I have, over the course of the last two months, chatted to numerous contacts from the buy-side, the sell-side, and the third-party vendor community about the Agile software development methodology and its applications and benefits for capital markets firms. I had expected to find some firms using Agile sporadically across the business—dabbling, but not fully throwing their weight behind it—but what transpired during my dozen or so calls was the discovery that apparently Agile is alive and well in our industry and is being used extensively by various firms.

For example, UBS has been using Agile for all development on its UBS Delta portfolio analysis and risk management platform since that operating unit was launched approximately a decade ago (although the Agile moniker wasn’t as well-known back then as it is now), while London-based hedge fund Aspect Capital similarly uses Agile exclusively.
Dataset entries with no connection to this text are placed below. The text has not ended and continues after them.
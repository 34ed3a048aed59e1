//! Yes/no questions for the operator.
//!
//! Worker threads must not assume anything about the UI's threading model, so
//! a question is sent as a [`ConfirmRequest`] over a channel to whoever owns
//! user interaction, and the asking thread blocks until the answer arrives.

use crossbeam_channel::{bounded, unbounded, Receiver, Sender};

pub trait Confirm: Send + Sync {
    /// Ask `prompt`; `true` means yes.
    fn confirm(&self, prompt: &str) -> bool;
}

/// Answers every question the same way.
#[derive(Debug, Clone, Copy)]
pub struct FixedAnswer(pub bool);

impl Confirm for FixedAnswer {
    fn confirm(&self, _prompt: &str) -> bool {
        self.0
    }
}

/// A pending question.
#[derive(Debug)]
pub struct ConfirmRequest {
    pub prompt: String,
    reply: Sender<bool>,
}

impl ConfirmRequest {
    pub fn answer(self, yes: bool) {
        // The asker may have given up; nothing to do then.
        let _ = self.reply.send(yes);
    }
}

/// Sends questions over a channel and waits for the reply.
#[derive(Debug, Clone)]
pub struct ChannelConfirm {
    requests: Sender<ConfirmRequest>,
}

impl ChannelConfirm {
    /// Create the asking side and the receiver the UI side should drain.
    pub fn channel() -> (Self, Receiver<ConfirmRequest>) {
        let (tx, rx) = unbounded();
        (ChannelConfirm { requests: tx }, rx)
    }
}

impl Confirm for ChannelConfirm {
    fn confirm(&self, prompt: &str) -> bool {
        let (reply, answer) = bounded(1);
        let request = ConfirmRequest {
            prompt: prompt.to_string(),
            reply,
        };
        if self.requests.send(request).is_err() {
            tracing::warn!("no one is listening for confirmations; treating as no");
            return false;
        }
        answer.recv().unwrap_or(false)
    }
}

#[cfg(test)]
mod tests {
    use super::*;
    use std::thread;

    #[test]
    fn test_channel_round_trip() {
        let (confirm, requests) = ChannelConfirm::channel();
        let ui = thread::spawn(move || {
            let request = requests.recv().expect("expected a request");
            assert_eq!(request.prompt, "Remove moved files?");
            request.answer(true);
        });

        assert!(confirm.confirm("Remove moved files?"));
        ui.join().expect("ui thread panicked");
    }

    #[test]
    fn test_dropped_request_means_no() {
        let (confirm, requests) = ChannelConfirm::channel();
        let ui = thread::spawn(move || {
            let request = requests.recv().expect("expected a request");
            drop(request);
        });

        assert!(!confirm.confirm("Remove moved files?"));
        ui.join().expect("ui thread panicked");
    }

    #[test]
    fn test_no_listener_means_no() {
        let (confirm, requests) = ChannelConfirm::channel();
        drop(requests);
        assert!(!confirm.confirm("anything"));
    }
}
//! On-disk layout of a game inside a library folder.
//!
//! The library folder (`steamapps`) is the root every task rewrites paths
//! against: a source file keeps its library-relative path in the target
//! library.

use std::path::{Path, PathBuf};

#[derive(Debug, Clone, PartialEq, Eq)]
pub struct GameLayout {
    /// The library's `steamapps` folder
    pub library: PathBuf,

    /// Numeric game identifier
    pub app_id: u32,

    /// Folder name under `common/` and `downloading/`
    pub install_dir: String,

    /// Display name, used in status text and log context
    pub name: String,

    /// True when the game is stored as a single archive
    pub compressed: bool,
}

impl GameLayout {
    pub fn new(
        library: impl Into<PathBuf>,
        app_id: u32,
        install_dir: impl Into<String>,
        name: impl Into<String>,
        compressed: bool,
    ) -> Self {
        GameLayout {
            library: library.into(),
            app_id,
            install_dir: install_dir.into(),
            name: name.into(),
            compressed,
        }
    }

    /// Build a layout whose `compressed` flag reflects whether the archive is
    /// present right now.
    pub fn detect(
        library: impl Into<PathBuf>,
        app_id: u32,
        install_dir: impl Into<String>,
        name: impl Into<String>,
    ) -> Self {
        let mut layout = Self::new(library, app_id, install_dir, name, false);
        layout.compressed = layout.archive_path().is_file();
        layout
    }

    /// The same game placed in another library.
    pub fn relocated(&self, library: impl Into<PathBuf>, compressed: bool) -> Self {
        GameLayout {
            library: library.into(),
            compressed,
            ..self.clone()
        }
    }

    pub fn common_dir(&self) -> PathBuf {
        self.library.join("common").join(&self.install_dir)
    }

    /// Shared download staging folder of the library.
    pub fn downloads_root(&self) -> PathBuf {
        self.library.join("downloading")
    }

    pub fn download_dir(&self) -> PathBuf {
        self.downloads_root().join(&self.install_dir)
    }

    pub fn workshop_root(&self) -> PathBuf {
        self.library.join("workshop")
    }

    pub fn workshop_dir(&self) -> PathBuf {
        self.workshop_root().join("content").join(self.app_id.to_string())
    }

    pub fn manifest_name(&self) -> String {
        format!("appmanifest_{}.acf", self.app_id)
    }

    pub fn manifest_path(&self) -> PathBuf {
        self.library.join(self.manifest_name())
    }

    pub fn workshop_manifest_path(&self) -> PathBuf {
        self.workshop_root()
            .join(format!("appworkshop_{}.acf", self.app_id))
    }

    pub fn archive_path(&self) -> PathBuf {
        self.library.join(format!("{}.zip", self.app_id))
    }

    /// Library folders shared by every game; never pruned when a game leaves.
    pub fn shared_dirs(&self) -> Vec<PathBuf> {
        vec![
            self.library.clone(),
            self.library.join("common"),
            self.downloads_root(),
            self.workshop_root(),
            self.workshop_root().join("content"),
        ]
    }

    /// Whether `file_name` is a loose patch file belonging to this game.
    pub fn is_patch_file(&self, file_name: &str) -> bool {
        file_name.ends_with(".patch") && file_name.contains(&self.app_id.to_string())
    }

    /// Log context in the form `[name][app_id][manifest]`.
    pub fn context(&self) -> String {
        format!("[{}][{}][{}]", self.name, self.app_id, self.manifest_name())
    }
}

/// Rewrite `path` from under `source_root` to the same relative location under
/// `target_root`. Returns `None` when `path` is not inside `source_root`.
pub fn rebase(path: &Path, source_root: &Path, target_root: &Path) -> Option<PathBuf> {
    path.strip_prefix(source_root)
        .ok()
        .map(|relative| target_root.join(relative))
}
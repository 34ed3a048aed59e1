//! File set enumeration and sizing.
//!
//! The file set of a game is resolved once at task start:
//! - the install folder, recursively
//! - optionally the download staging folder plus the library's loose patch
//!   files for the game
//! - optionally the workshop content folder
//! - the primary manifest and the workshop manifest, when present
//!
//! A game stored as an archive collapses to that single archive file.

use std::fs;
use std::io;
use std::path::Path;
use std::sync::atomic::{AtomicU64, Ordering};

use rayon::prelude::*;
use walkdir::WalkDir;

use crate::error::{EngineError, EngineResult};
use crate::layout::GameLayout;
use crate::model::FileDescriptor;
use crate::workers::run_bounded;

/// Build the ordered file set for `game`.
///
/// All-or-nothing: the first walk failure aborts enumeration with
/// [`EngineError::EnumerationFailed`] and no partial list is returned.
pub fn enumerate(
    game: &GameLayout,
    include_downloads: bool,
    include_workshop: bool,
) -> EngineResult<Vec<FileDescriptor>> {
    if game.compressed {
        let archive = game.archive_path();
        let metadata = fs::metadata(&archive).map_err(|e| EngineError::EnumerationFailed {
            path: archive.clone(),
            source: e,
        })?;
        return Ok(vec![FileDescriptor::from_metadata(archive, &metadata)]);
    }

    let mut files = Vec::new();

    let common = game.common_dir();
    if common.is_dir() {
        walk_into(&common, usize::MAX, &mut files, |_| true)?;
    }

    let downloads = game.download_dir();
    if include_downloads && downloads.is_dir() {
        walk_into(&downloads, usize::MAX, &mut files, |_| true)?;
        walk_into(&game.downloads_root(), 1, &mut files, |name| {
            game.is_patch_file(name)
        })?;
    }

    let workshop = game.workshop_dir();
    if include_workshop && workshop.is_dir() {
        walk_into(&workshop, usize::MAX, &mut files, |_| true)?;
    }

    for manifest in [game.manifest_path(), game.workshop_manifest_path()] {
        if let Ok(metadata) = fs::metadata(&manifest) {
            if metadata.is_file() {
                files.push(FileDescriptor::from_metadata(manifest, &metadata));
            }
        }
    }

    tracing::debug!(
        app_id = game.app_id,
        files = files.len(),
        "enumerated game files"
    );
    Ok(files)
}

fn walk_into(
    root: &Path,
    max_depth: usize,
    files: &mut Vec<FileDescriptor>,
    keep: impl Fn(&str) -> bool,
) -> EngineResult<()> {
    let walker = WalkDir::new(root)
        .min_depth(1)
        .max_depth(max_depth)
        .follow_links(false)
        .sort_by_file_name();

    for entry in walker {
        let entry = entry.map_err(|err| walk_error(root, err))?;
        if !entry.file_type().is_file() {
            continue;
        }
        if !keep(&entry.file_name().to_string_lossy()) {
            continue;
        }
        let metadata = entry.metadata().map_err(|err| walk_error(root, err))?;
        files.push(FileDescriptor::from_metadata(entry.into_path(), &metadata));
    }
    Ok(())
}

fn walk_error(root: &Path, err: walkdir::Error) -> EngineError {
    let path = err
        .path()
        .map(Path::to_path_buf)
        .unwrap_or_else(|| root.to_path_buf());
    EngineError::EnumerationFailed {
        path,
        source: io::Error::from(err),
    }
}

/// Total byte size of `files`, re-read from disk with up to `parallelism`
/// workers.
///
/// A file that vanished since enumeration contributes zero bytes. Any other
/// metadata failure falls back to the enumerated length.
pub fn total_size(files: &[FileDescriptor], parallelism: usize) -> u64 {
    let total = AtomicU64::new(0);
    run_bounded(parallelism, "size", || {
        files.par_iter().for_each(|file| {
            let len = match fs::metadata(&file.path) {
                Ok(metadata) => metadata.len(),
                Err(err) if err.kind() == io::ErrorKind::NotFound => {
                    tracing::debug!(path = %file.path.display(), "file vanished before sizing");
                    0
                }
                Err(err) => {
                    tracing::warn!(path = %file.path.display(), error = %err, "could not stat file; using enumerated size");
                    file.len
                }
            };
            total.fetch_add(len, Ordering::Relaxed);
        });
    });
    total.into_inner()
}

#[cfg(test)]
mod tests {
    use super::*;
    use crate::error::ErrorKind;
    use std::path::PathBuf;

    fn write(path: &Path, bytes: &[u8]) {
        fs::create_dir_all(path.parent().unwrap()).expect("Failed to create parent");
        fs::write(path, bytes).expect("Failed to write file");
    }

    fn names(files: &[FileDescriptor], root: &Path) -> Vec<PathBuf> {
        files
            .iter()
            .map(|f| f.path.strip_prefix(root).unwrap().to_path_buf())
            .collect()
    }

    fn populated_library() -> (tempfile::TempDir, GameLayout) {
        let dir = tempfile::tempdir().expect("Failed to create temp dir");
        let game = GameLayout::new(dir.path(), 440, "TF2", "Team Fortress 2", false);
        write(&game.common_dir().join("hl2.exe"), b"exe");
        write(&game.common_dir().join("tf/maps/2fort.bsp"), b"map data");
        write(&game.download_dir().join("chunk.bin"), b"dl");
        write(&game.downloads_root().join("state_440_1.patch"), b"p");
        write(&game.downloads_root().join("state_730_1.patch"), b"other");
        write(&game.workshop_dir().join("123/item.vpk"), b"ws");
        write(&game.manifest_path(), b"acf");
        (dir, game)
    }

    #[test]
    fn test_enumerate_full_set() {
        let (dir, game) = populated_library();
        let files = enumerate(&game, true, true).expect("Failed to enumerate");

        assert_eq!(
            names(&files, dir.path()),
            vec![
                PathBuf::from("common/TF2/hl2.exe"),
                PathBuf::from("common/TF2/tf/maps/2fort.bsp"),
                PathBuf::from("downloading/TF2/chunk.bin"),
                PathBuf::from("downloading/state_440_1.patch"),
                PathBuf::from("workshop/content/440/123/item.vpk"),
                PathBuf::from("appmanifest_440.acf"),
            ]
        );
        assert_eq!(files[1].len, 8);
    }

    #[test]
    fn test_enumerate_excludes_groups_by_flag() {
        let (_dir, game) = populated_library();
        let files = enumerate(&game, false, false).expect("Failed to enumerate");
        assert_eq!(files.len(), 3);
        assert!(files.iter().all(|f| !f.path.to_string_lossy().contains("downloading")));
        assert!(files.iter().all(|f| !f.path.to_string_lossy().contains("workshop")));
    }

    #[test]
    fn test_enumerate_includes_workshop_manifest() {
        let (_dir, game) = populated_library();
        write(&game.workshop_manifest_path(), b"ws acf");
        let files = enumerate(&game, true, true).expect("Failed to enumerate");
        assert_eq!(files.last().unwrap().path, game.workshop_manifest_path());
    }

    #[test]
    fn test_compressed_game_is_single_archive() {
        let (_dir, game) = populated_library();
        write(&game.archive_path(), b"PK");
        let game = GameLayout { compressed: true, ..game };
        let files = enumerate(&game, true, true).expect("Failed to enumerate");
        assert_eq!(files.len(), 1);
        assert_eq!(files[0].path, game.archive_path());
    }

    #[test]
    fn test_missing_archive_fails_enumeration() {
        let dir = tempfile::tempdir().expect("Failed to create temp dir");
        let game = GameLayout::new(dir.path(), 1, "G", "G", true);
        let err = enumerate(&game, true, true).unwrap_err();
        assert_eq!(err.kind(), ErrorKind::EnumerationFailed);
    }

    #[test]
    fn test_total_size_is_order_independent() {
        let (_dir, game) = populated_library();
        let files = enumerate(&game, true, true).expect("Failed to enumerate");
        let expected: u64 = files.iter().map(|f| f.len).sum();

        for parallelism in [1, 2, 8] {
            assert_eq!(total_size(&files, parallelism), expected);
        }
    }

    #[test]
    fn test_total_size_tolerates_vanished_file() {
        let (_dir, game) = populated_library();
        let files = enumerate(&game, true, true).expect("Failed to enumerate");
        let expected: u64 = files.iter().map(|f| f.len).sum();

        fs::remove_file(game.common_dir().join("hl2.exe")).expect("Failed to remove file");
        assert_eq!(total_size(&files, 4), expected - 3);
    }
}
Jersey City, NJ-based traditional asset manager, Lord Abbett and Co., on the other hand, employs a mix of Agile and Waterfall on a 50/50 basis, determined by the development work involved. Clearly, like pretty much all technologies available in our industry, capital markets firms need to assess each on its merits and decide on a case-by-case basis how relevant and practical it is to them, their clients, their existing technology stacks, and their in-house expertise.        

But just a few days ago, I received a press release from a buy-side-focused technology provider announcing that it had just adopted an Agile strategy and that instead of providing its buy-side clients with annual updates to their platforms, it was now reducing that cycle to quarterly releases. I guess everyone has their own take on Agile and what such a strategy might look like in practice, but I’m not too sure how many practitioners would agree that shortening a release cycle from a year to three months constitutes Agile.

I’d be willing to bet that the 17 developers who met at the Snowbird resort in Utah back in 2001, who collectively went on to publish the Agile Manifesto, would be anything but impressed by that disclosure. After all, Agile is all about creating immediate value by producing minimum credible releases early and often, collaborating closely with end-users to ensure they get a product that they had a hand in designing, and using that crucial feedback loop to drive the look and feel of future releases via short sprint cycles—certainly a lot shorter than every three months. 

So yes, Agile means different things to different organizations and some have adopted it to a greater extent than others. But what’s important when considering such an initiative is that doing a little bit is better than doing nothing at all.